■ Records for this exercise ■
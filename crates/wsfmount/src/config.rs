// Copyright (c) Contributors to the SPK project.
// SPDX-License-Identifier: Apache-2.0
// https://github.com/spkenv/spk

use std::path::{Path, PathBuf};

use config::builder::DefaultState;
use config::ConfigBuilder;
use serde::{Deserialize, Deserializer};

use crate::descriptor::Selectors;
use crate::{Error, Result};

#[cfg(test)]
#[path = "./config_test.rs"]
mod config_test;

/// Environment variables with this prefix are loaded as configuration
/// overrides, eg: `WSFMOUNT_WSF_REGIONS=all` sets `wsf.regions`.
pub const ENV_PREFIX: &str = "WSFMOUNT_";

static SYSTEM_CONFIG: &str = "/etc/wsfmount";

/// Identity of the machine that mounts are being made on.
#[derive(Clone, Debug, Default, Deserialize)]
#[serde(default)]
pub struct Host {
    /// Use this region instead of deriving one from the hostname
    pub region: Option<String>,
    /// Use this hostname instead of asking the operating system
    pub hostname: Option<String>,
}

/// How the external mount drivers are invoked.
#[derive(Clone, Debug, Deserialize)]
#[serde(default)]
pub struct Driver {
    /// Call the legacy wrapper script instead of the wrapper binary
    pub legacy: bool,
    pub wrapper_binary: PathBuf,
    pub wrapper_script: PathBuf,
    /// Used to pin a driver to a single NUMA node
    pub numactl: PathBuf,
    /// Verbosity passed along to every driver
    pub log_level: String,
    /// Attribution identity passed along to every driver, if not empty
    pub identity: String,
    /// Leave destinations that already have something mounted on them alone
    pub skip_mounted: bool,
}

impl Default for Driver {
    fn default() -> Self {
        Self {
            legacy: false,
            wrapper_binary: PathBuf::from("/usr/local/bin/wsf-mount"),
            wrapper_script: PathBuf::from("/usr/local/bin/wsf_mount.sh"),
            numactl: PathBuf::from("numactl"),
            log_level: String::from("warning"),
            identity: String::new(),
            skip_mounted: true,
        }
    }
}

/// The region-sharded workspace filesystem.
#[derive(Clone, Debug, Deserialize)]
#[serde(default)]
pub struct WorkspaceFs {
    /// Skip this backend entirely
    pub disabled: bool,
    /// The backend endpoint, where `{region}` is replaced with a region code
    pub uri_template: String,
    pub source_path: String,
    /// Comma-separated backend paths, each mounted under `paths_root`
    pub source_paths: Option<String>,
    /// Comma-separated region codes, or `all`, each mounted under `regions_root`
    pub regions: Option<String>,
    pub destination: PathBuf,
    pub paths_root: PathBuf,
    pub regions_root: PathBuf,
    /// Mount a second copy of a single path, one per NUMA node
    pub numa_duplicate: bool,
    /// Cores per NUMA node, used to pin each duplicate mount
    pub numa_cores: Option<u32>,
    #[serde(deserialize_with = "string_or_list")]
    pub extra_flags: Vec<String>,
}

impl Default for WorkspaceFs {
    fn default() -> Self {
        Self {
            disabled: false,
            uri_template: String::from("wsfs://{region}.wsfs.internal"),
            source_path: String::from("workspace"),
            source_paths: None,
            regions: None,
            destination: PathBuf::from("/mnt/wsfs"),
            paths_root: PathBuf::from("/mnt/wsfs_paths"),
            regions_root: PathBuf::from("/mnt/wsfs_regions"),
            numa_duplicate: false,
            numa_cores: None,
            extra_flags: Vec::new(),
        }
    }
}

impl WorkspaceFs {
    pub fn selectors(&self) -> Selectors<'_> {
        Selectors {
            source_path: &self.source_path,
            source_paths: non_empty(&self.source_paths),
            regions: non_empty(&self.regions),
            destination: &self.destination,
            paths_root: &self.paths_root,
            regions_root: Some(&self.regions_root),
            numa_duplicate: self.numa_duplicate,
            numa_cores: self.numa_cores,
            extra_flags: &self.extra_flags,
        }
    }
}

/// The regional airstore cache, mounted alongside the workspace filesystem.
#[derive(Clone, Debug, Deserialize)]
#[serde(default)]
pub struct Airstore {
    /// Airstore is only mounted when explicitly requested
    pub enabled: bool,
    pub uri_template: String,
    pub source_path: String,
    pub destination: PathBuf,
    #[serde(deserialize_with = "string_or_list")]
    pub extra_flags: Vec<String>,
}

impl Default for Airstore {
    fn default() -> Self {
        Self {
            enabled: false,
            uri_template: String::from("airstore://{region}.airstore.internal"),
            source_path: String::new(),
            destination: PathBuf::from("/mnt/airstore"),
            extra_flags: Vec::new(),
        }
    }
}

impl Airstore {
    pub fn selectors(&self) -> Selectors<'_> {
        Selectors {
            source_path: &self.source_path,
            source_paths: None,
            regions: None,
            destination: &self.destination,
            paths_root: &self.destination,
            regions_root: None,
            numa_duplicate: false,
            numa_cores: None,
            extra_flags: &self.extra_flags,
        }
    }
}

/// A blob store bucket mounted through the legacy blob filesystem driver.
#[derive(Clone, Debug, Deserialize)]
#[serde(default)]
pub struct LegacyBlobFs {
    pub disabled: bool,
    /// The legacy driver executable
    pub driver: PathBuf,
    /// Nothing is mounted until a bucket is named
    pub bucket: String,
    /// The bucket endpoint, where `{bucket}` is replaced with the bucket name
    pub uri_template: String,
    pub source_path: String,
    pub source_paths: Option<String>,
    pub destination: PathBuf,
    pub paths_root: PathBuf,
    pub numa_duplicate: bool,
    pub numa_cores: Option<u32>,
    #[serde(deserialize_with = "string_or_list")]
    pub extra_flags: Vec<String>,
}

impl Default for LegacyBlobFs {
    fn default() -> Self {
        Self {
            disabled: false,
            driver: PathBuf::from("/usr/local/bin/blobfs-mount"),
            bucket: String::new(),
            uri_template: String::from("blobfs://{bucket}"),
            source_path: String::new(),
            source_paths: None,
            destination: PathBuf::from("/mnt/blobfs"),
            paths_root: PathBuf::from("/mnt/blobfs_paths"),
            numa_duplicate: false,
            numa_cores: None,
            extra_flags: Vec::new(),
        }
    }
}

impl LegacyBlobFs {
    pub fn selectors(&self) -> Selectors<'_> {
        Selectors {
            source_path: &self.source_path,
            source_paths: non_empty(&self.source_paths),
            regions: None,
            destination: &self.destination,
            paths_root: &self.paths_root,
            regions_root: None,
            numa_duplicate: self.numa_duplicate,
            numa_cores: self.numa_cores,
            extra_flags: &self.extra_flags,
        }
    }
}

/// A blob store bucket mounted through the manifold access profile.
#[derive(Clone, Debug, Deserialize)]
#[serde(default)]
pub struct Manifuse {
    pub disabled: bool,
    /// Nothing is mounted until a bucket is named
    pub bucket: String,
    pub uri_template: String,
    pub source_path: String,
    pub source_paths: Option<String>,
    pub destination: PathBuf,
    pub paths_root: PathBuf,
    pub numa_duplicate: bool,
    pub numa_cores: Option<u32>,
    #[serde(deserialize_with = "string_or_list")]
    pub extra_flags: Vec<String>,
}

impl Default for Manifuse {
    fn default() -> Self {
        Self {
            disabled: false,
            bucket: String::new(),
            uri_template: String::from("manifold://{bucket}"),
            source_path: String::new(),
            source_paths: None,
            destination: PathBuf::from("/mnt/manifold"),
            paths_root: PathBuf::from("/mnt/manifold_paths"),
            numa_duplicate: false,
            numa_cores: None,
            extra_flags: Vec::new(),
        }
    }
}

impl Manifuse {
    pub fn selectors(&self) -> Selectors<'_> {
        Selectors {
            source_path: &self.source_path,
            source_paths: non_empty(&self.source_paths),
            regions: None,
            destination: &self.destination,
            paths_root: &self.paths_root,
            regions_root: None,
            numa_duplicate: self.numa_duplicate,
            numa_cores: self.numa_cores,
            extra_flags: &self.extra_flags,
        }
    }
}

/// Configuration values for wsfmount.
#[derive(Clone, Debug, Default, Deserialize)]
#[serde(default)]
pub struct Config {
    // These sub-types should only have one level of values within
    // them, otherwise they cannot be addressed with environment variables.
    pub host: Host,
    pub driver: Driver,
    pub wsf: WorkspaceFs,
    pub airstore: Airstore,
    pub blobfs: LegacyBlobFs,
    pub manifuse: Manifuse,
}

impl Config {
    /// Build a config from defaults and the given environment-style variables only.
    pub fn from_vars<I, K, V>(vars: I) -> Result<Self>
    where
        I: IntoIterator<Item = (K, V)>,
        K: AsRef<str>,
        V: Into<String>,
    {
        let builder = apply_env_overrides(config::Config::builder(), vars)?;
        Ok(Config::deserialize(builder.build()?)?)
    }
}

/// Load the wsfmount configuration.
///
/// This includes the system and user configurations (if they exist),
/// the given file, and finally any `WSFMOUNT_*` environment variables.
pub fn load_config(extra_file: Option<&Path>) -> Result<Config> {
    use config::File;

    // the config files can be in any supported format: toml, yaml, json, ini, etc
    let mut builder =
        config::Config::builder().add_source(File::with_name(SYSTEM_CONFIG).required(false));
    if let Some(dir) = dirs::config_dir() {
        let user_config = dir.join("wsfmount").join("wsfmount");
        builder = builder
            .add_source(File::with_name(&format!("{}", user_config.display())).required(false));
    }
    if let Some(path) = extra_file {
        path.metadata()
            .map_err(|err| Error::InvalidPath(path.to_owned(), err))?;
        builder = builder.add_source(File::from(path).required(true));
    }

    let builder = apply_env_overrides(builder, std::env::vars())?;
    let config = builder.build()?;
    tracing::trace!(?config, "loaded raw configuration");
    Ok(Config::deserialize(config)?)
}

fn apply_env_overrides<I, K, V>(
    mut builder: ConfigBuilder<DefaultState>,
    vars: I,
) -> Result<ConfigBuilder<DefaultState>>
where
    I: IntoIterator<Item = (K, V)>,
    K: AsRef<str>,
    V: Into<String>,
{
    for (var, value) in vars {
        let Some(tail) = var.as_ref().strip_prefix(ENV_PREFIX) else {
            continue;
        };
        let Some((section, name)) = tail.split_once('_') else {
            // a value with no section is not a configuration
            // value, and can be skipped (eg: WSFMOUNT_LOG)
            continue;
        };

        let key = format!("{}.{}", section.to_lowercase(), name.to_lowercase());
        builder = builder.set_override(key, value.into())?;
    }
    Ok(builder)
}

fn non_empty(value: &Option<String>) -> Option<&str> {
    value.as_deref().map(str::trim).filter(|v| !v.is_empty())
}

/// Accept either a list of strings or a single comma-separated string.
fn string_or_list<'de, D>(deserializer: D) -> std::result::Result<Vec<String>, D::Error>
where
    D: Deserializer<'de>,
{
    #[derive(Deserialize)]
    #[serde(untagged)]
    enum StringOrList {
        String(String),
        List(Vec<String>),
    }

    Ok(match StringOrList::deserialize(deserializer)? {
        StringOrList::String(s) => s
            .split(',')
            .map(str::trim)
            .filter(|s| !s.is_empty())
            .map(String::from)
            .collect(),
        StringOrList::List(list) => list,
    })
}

■ Work request ■
The line containing "not a configuration" marks the start; retype it and each line after it through the end of the records above, exactly.

■ Solution for this exercise ■
            // a value with no section is not a configuration
            // value, and can be skipped (eg: WSFMOUNT_LOG)
            continue;
        };

        let key = format!("{}.{}", section.to_lowercase(), name.to_lowercase());
        builder = builder.set_override(key, value.into())?;
    }
    Ok(builder)
}

fn non_empty(value: &Option<String>) -> Option<&str> {
    value.as_deref().map(str::trim).filter(|v| !v.is_empty())
}

/// Accept either a list of strings or a single comma-separated string.
fn string_or_list<'de, D>(deserializer: D) -> std::result::Result<Vec<String>, D::Error>
where
    D: Deserializer<'de>,
{
    #[derive(Deserialize)]
    #[serde(untagged)]
    enum StringOrList {
        String(String),
        List(Vec<String>),
    }

    Ok(match StringOrList::deserialize(deserializer)? {
        StringOrList::String(s) => s
            .split(',')
            .map(str::trim)
            .filter(|s| !s.is_empty())
            .map(String::from)
            .collect(),
        StringOrList::List(list) => list,
    })
}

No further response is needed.